REVIEW: THOR: THE DARK WORLD
SYNOPSIS: Marvel’s "Thor: The Dark World" continues the big-screen adventures of Thor, the Mighty Avenger, as he battles to save Earth and all the Nine Realms from a shadowy enemy that predates the universe itself. In the aftermath of Marvel’s "Thor" and "Marvel’s The Avengers," Thor fights to restore order across the cosmos...but an ancient race led by the vengeful Malekith returns to plunge the universe back into darkness. To defeat an enemy that even Odin and Asgard cannot withstand, Thor sets upon his most dangerous and personal journey yet, forced into an alliance with the treacherous Loki to save not only his people and those he loves…but our universe itself.
REVIEW: After Iron Man 3, the Marvel journey continues with Thor: The Dark World. Taking place sometime after The Avengers and after Iron Man 3, this latest installment offers a new menace who threatens the Nine Realms, bringing Thor forward to take action and save mankind, once again. Entrusted to direct this release is Alan Taylor, Kenneth Branagh’s replacement. Taylor is best-known for multiple episodes of The Sopranos, Mad Men and Game of Thrones. He’s also credited with being able to reunite Chris Hemsworth, Natalie Portman and Tom Hiddleston. Portman returns as Jane Foster with Eric Selvig (Stellan Skarsgaard, whom we last saw in The Avengers), and their intern, Darcy (Kat Dennings). Joining the crew this time around is Christopher Eccleston of Doctor Who (and the first GI Joe film), who plays Malekith the leader of the Dark Elves of Svartalfheim. He happens to be Thor’s nemesis on this outing, more so than Thor’s incarcerated brother, Loki (Hiddleston), who also returns with a significant role that appears to be more of a mixed bag of tricks than anything else (Amazing in every sense of the word).
We still see much of the family dynamic present since the last Thor movie, which is great. We also see a bit more of the Asgardian world in terms of its people, compared to the previous movie. And while Kenneth Branagh understood how to carry the story and intensity in Thor (part I); Alan Taylor brought the Asgardians closer to mortality than their godlike previous impression.
The most obvious question is do we need to see Thor (part I) in order to appreciate Thor: The Dark World? The answer is a whopping “No!” And while there is no recapturing of the story from the original movie, there are references and continuations from the original Thor movie, throughout. Also in expected fashion, there is the post-credit scene; however, in this case there are two post-credit scenes.
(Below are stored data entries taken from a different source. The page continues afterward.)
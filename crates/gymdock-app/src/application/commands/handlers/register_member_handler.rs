use async_trait::async_trait;
use log::{info, warn};
use std::sync::Arc;

use crate::application::commands::command_handler::CommandHandler;
use crate::application::commands::member_commands::*;
use crate::application::dtos::{CheckInReceiptDto, MemberProfileDto};
use crate::application::services::SessionService;
use gymdock_domain::gateway::MemberDirectory;
use gymdock_domain::member::NewMember;
use gymdock_domain::{DomainError, MemberId, ZoneCalendar};

const WELCOME_MESSAGE: &str = "Check-in successful! Welcome!";

/// Register member command handler
pub struct RegisterMemberCommandHandler {
    members: Arc<dyn MemberDirectory>,
    session: Arc<SessionService>,
    calendar: ZoneCalendar,
}

impl RegisterMemberCommandHandler {
    pub fn new(
        members: Arc<dyn MemberDirectory>,
        session: Arc<SessionService>,
        calendar: ZoneCalendar,
    ) -> Self {
        Self {
            members,
            session,
            calendar,
        }
    }
}

#[async_trait]
impl CommandHandler<RegisterMemberCommand> for RegisterMemberCommandHandler {
    type Result = RegisterMemberResult;

    async fn handle(&self, cmd: RegisterMemberCommand) -> Result<Self::Result, DomainError> {
        let new_member = NewMember::new(&cmd.member_code, &cmd.name)?;
        info!(
            "[member] registering member_code={}",
            new_member.member_code()
        );

        // 1. Create the member
        let profile = self.members.register_member(&new_member).await?;

        // 2. First visit counts as a check-in
        let receipt = self.members.check_in(&profile.member_code).await?;

        // 3. Remember who is at the kiosk
        if MemberId::is_valid(profile.id.as_str()) {
            self.session.remember_member(profile.id.clone()).await?;
        } else {
            warn!(
                "[member] backend returned malformed id, session not updated id={}",
                profile.id
            );
        }

        info!("[member] registered id={} name={}", profile.id, profile.name);

        Ok(RegisterMemberResult {
            receipt: CheckInReceiptDto::from_receipt(&receipt, &self.calendar, WELCOME_MESSAGE),
            member: MemberProfileDto::from(profile),
        })
    }
}
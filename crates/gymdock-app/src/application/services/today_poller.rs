use std::sync::Arc;
use std::time::Duration;

use log::{info, warn};
use tokio::sync::{watch, Mutex};
use tokio::task::JoinHandle;
use tokio::time::MissedTickBehavior;

use crate::application::dtos::TodaySnapshotDto;
use crate::application::queries::AdminQueries;
use gymdock_domain::DomainError;

/// Polls today's check-ins at a fixed interval and publishes each snapshot.
///
/// A failed poll keeps the previous snapshot on the channel.
pub struct TodayPoller {
    queries: Arc<AdminQueries>,
    interval: Duration,
    sender: Arc<watch::Sender<Option<TodaySnapshotDto>>>,
    handle: Mutex<Option<JoinHandle<()>>>,
}

impl TodayPoller {
    pub fn new(queries: Arc<AdminQueries>, interval: Duration) -> Self {
        let (sender, _) = watch::channel(None);
        Self {
            queries,
            interval,
            sender: Arc::new(sender),
            handle: Mutex::new(None),
        }
    }

    pub fn interval(&self) -> Duration {
        self.interval
    }

    pub fn subscribe(&self) -> watch::Receiver<Option<TodaySnapshotDto>> {
        self.sender.subscribe()
    }

    /// Fetch once and publish the result.
    pub async fn poll_once(&self) -> Result<TodaySnapshotDto, DomainError> {
        let snapshot = self.queries.get_today().await?;
        self.sender.send_replace(Some(snapshot.clone()));
        Ok(snapshot)
    }

    /// Start the background loop. Returns `false` if it is already running.
    pub async fn start(&self) -> bool {
        let mut handle = self.handle.lock().await;
        if handle.as_ref().is_some_and(|task| !task.is_finished()) {
            return false;
        }

        let queries = self.queries.clone();
        let sender = self.sender.clone();
        let period = self.interval;

        *handle = Some(tokio::spawn(async move {
            let mut ticker = tokio::time::interval(period);
            ticker.set_missed_tick_behavior(MissedTickBehavior::Delay);

            loop {
                ticker.tick().await;
                match queries.get_today().await {
                    Ok(snapshot) => {
                        sender.send_replace(Some(snapshot));
                    }
                    Err(e) => {
                        warn!(
                            "[poll] today fetch failed, keeping last snapshot: {}",
                            e.format_with_code()
                        );
                    }
                }
            }
        }));

        info!("[poll] started interval_ms={}", period.as_millis());
        true
    }

    pub async fn stop(&self) {
        if let Some(task) = self.handle.lock().await.take() {
            task.abort();
            info!("[poll] stopped");
        }
    }

    pub async fn is_running(&self) -> bool {
        self.handle
            .lock()
            .await
            .as_ref()
            .is_some_and(|task| !task.is_finished())
    }
}

impl Drop for TodayPoller {
    fn drop(&mut self) {
        if let Some(task) = self.handle.get_mut().take() {
            task.abort();
        }
    }
}
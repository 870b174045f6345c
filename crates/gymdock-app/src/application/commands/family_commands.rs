use crate::application::commands::command_handler::Command;
use crate::application::dtos::FamilyCheckInOutcomeDto;

/// Check in the selected members of a family
#[derive(Debug, Clone)]
pub struct FamilyCheckInCommand {
    /// Falls back to the session's family email when `None`
    pub email: Option<String>,
    pub member_names: Vec<String>,
}

impl Command for FamilyCheckInCommand {}

#[derive(Debug, Clone)]
pub struct FamilyCheckInResult {
    pub outcome: FamilyCheckInOutcomeDto,
}
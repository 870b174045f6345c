//! Kiosk configuration.
//!
//! Loaded from a TOML file; every section is optional and falls back to its
//! defaults, so a kiosk with no config file talks to a backend on
//! `http://127.0.0.1:8000` using the `America/Toronto` calendar.
//! `GYMDOCK_API_URL` (from the environment or a `.env` file) overrides the
//! configured backend URL.

use std::path::{Path, PathBuf};

use gymdock_domain::attendance::WeeklyGoal;
use gymdock_domain::family::StatusFailurePolicy;
use gymdock_domain::ZoneCalendar;
use serde::{Deserialize, Serialize};
use thiserror::Error;

use crate::http::RetryConfig;

pub const DEFAULT_API_URL: &str = "http://127.0.0.1:8000";
pub const API_URL_ENV: &str = "GYMDOCK_API_URL";

const CONFIG_FILE: &str = "config.toml";
const APP_DIR: &str = "gymdock";

#[derive(Debug, Error)]
pub enum ConfigError {
    #[error("Failed to read config file {path}: {source}")]
    ReadFile {
        path: PathBuf,
        source: std::io::Error,
    },

    #[error("Failed to parse config: {0}")]
    Parse(#[from] toml::de::Error),

    #[error("Invalid value for {field}: {reason}")]
    InvalidValue { field: &'static str, reason: String },
}

#[derive(Debug, Clone, Default, PartialEq, Serialize, Deserialize)]
#[serde(default)]
pub struct KioskConfig {
    pub api: ApiConfig,
    pub calendar: CalendarConfig,
    pub admin: AdminConfig,
    pub family: FamilyConfig,
    pub logging: LoggingConfig,
    pub session: SessionConfig,
}

#[derive(Debug, Clone, PartialEq, Serialize, Deserialize)]
#[serde(default)]
pub struct ApiConfig {
    pub base_url: String,
    pub timeout_secs: u64,
    pub retry: RetrySettings,
}

impl Default for ApiConfig {
    fn default() -> Self {
        Self {
            base_url: DEFAULT_API_URL.to_string(),
            timeout_secs: 30,
            retry: RetrySettings::default(),
        }
    }
}

/// Backoff for idempotent reads. Writes are never retried.
#[derive(Debug, Clone, PartialEq, Serialize, Deserialize)]
#[serde(default)]
pub struct RetrySettings {
    pub max_retries: u32,
    pub initial_backoff_ms: u64,
    pub max_backoff_ms: u64,
    pub backoff_multiplier: f64,
}

impl Default for RetrySettings {
    fn default() -> Self {
        Self {
            max_retries: 3,
            initial_backoff_ms: 500,
            max_backoff_ms: 5000,
            backoff_multiplier: 2.0,
        }
    }
}

impl From<&RetrySettings> for RetryConfig {
    fn from(settings: &RetrySettings) -> Self {
        RetryConfig {
            max_retries: settings.max_retries,
            initial_backoff_ms: settings.initial_backoff_ms,
            max_backoff_ms: settings.max_backoff_ms,
            backoff_multiplier: settings.backoff_multiplier,
        }
    }
}

#[derive(Debug, Clone, PartialEq, Serialize, Deserialize)]
#[serde(default)]
pub struct CalendarConfig {
    /// IANA zone that defines the gym's calendar days
    pub timezone: String,
    pub default_goal: u32,
}

impl Default for CalendarConfig {
    fn default() -> Self {
        Self {
            timezone: "America/Toronto".to_string(),
            default_goal: WeeklyGoal::DEFAULT,
        }
    }
}

#[derive(Debug, Clone, PartialEq, Serialize, Deserialize)]
#[serde(default)]
pub struct AdminConfig {
    pub poll_interval_ms: u64,
    /// Window shown by the trend chart when no range is given
    pub trend_days: u32,
}

impl Default for AdminConfig {
    fn default() -> Self {
        Self {
            poll_interval_ms: 3500,
            trend_days: 30,
        }
    }
}

#[derive(Debug, Clone, Default, PartialEq, Serialize, Deserialize)]
#[serde(default)]
pub struct FamilyConfig {
    pub status_failure_policy: StatusFailurePolicy,
}

#[derive(Debug, Clone, PartialEq, Serialize, Deserialize)]
#[serde(default)]
pub struct LoggingConfig {
    pub level: String,
    /// `json` or `pretty`
    pub format: String,
    /// Defaults to the platform data dir when unset
    pub directory: Option<PathBuf>,
}

impl Default for LoggingConfig {
    fn default() -> Self {
        Self {
            level: "info".to_string(),
            format: "pretty".to_string(),
            directory: None,
        }
    }
}

impl LoggingConfig {
    pub fn log_dir(&self) -> PathBuf {
        self.directory
            .clone()
            .unwrap_or_else(|| data_dir().join("logs"))
    }
}

#[derive(Debug, Clone, Default, PartialEq, Serialize, Deserialize)]
#[serde(default)]
pub struct SessionConfig {
    pub store_path: Option<PathBuf>,
}

impl SessionConfig {
    pub fn store_path(&self) -> PathBuf {
        self.store_path
            .clone()
            .unwrap_or_else(|| data_dir().join("session.json"))
    }
}

impl KioskConfig {
    /// Default location: `<config dir>/gymdock/config.toml`.
    pub fn default_path() -> PathBuf {
        dirs::config_dir()
            .unwrap_or_else(|| PathBuf::from("."))
            .join(APP_DIR)
            .join(CONFIG_FILE)
    }

    /// Load from `path`, falling back to defaults when the file is absent.
    ///
    /// Environment overrides are applied after the file is parsed.
    pub fn load(path: &Path) -> Result<Self, ConfigError> {
        let _ = dotenvy::dotenv();

        let mut config = if path.exists() {
            let content = std::fs::read_to_string(path).map_err(|source| ConfigError::ReadFile {
                path: path.to_path_buf(),
                source,
            })?;
            toml::from_str(&content)?
        } else {
            log::debug!(
                "[config] no config file, using defaults path={}",
                path.display()
            );
            Self::default()
        };

        config.apply_overrides(|key| std::env::var(key).ok());
        config.validate()?;
        Ok(config)
    }

    pub fn parse_toml(content: &str) -> Result<Self, ConfigError> {
        let config: Self = toml::from_str(content)?;
        config.validate()?;
        Ok(config)
    }

    /// Apply environment overrides through `lookup`.
    pub fn apply_overrides<F>(&mut self, lookup: F)
    where
        F: Fn(&str) -> Option<String>,
    {
        if let Some(url) = lookup(API_URL_ENV).filter(|url| !url.trim().is_empty()) {
            self.api.base_url = url.trim().to_string();
        }
    }

    pub fn validate(&self) -> Result<(), ConfigError> {
        let url = url::Url::parse(&self.api.base_url).map_err(|e| ConfigError::InvalidValue {
            field: "api.base_url",
            reason: e.to_string(),
        })?;
        if url.scheme() != "http" && url.scheme() != "https" {
            return Err(ConfigError::InvalidValue {
                field: "api.base_url",
                reason: format!("unsupported scheme {}", url.scheme()),
            });
        }
        if self.api.timeout_secs == 0 {
            return Err(ConfigError::InvalidValue {
                field: "api.timeout_secs",
                reason: "must be greater than 0".to_string(),
            });
        }
        if self.api.retry.backoff_multiplier < 1.0 {
            return Err(ConfigError::InvalidValue {
                field: "api.retry.backoff_multiplier",
                reason: "must be at least 1.0".to_string(),
            });
        }
        self.calendar()?;
        if self.admin.poll_interval_ms < 250 {
            return Err(ConfigError::InvalidValue {
                field: "admin.poll_interval_ms",
                reason: "must be at least 250".to_string(),
            });
        }
        if self.admin.trend_days == 0 || self.admin.trend_days > 366 {
            return Err(ConfigError::InvalidValue {
                field: "admin.trend_days",
                reason: "must be between 1 and 366".to_string(),
            });
        }
        if !matches!(self.logging.format.as_str(), "json" | "pretty") {
            return Err(ConfigError::InvalidValue {
                field: "logging.format",
                reason: format!("expected json or pretty, got {}", self.logging.format),
            });
        }
        Ok(())
    }

    pub fn calendar(&self) -> Result<ZoneCalendar, ConfigError> {
        ZoneCalendar::from_name(&self.calendar.timezone).map_err(|e| ConfigError::InvalidValue {
            field: "calendar.timezone",
            reason: e.message().to_string(),
        })
    }

    /// Configured goal, clamped to the supported range.
    pub fn default_goal(&self) -> WeeklyGoal {
        WeeklyGoal::new(self.calendar.default_goal)
    }

    pub fn retry_config(&self) -> RetryConfig {
        RetryConfig::from(&self.api.retry)
    }
}

fn data_dir() -> PathBuf {
    dirs::data_local_dir()
        .unwrap_or_else(|| PathBuf::from("."))
        .join(APP_DIR)
}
One is your Phase 1-type of scene which seeks to unify Phase 2 (and most likely towards Phase 3), the second one is more in line with the movie overall. Though, I did not stay behind for the second, I’m told that the Phase 2 post-credit scene “felt very different and you’ll see why.” Oh, and by the way, there’s a nice nod to The Avengers through the Eric Selvig character.
Overall, I think Thor: The Dark World is a great effort by Marvel, et al and the follow-up will probably find it quite difficult to top this one. It is one of the few blockbuster movies worth watching in theaters and does deserve four out of five stars for it’s out of this world style action, staying true to the comic-book storyline and the onscreen chemistry that Natalie and Chris shares (which we can probably expect the same from the next film too)!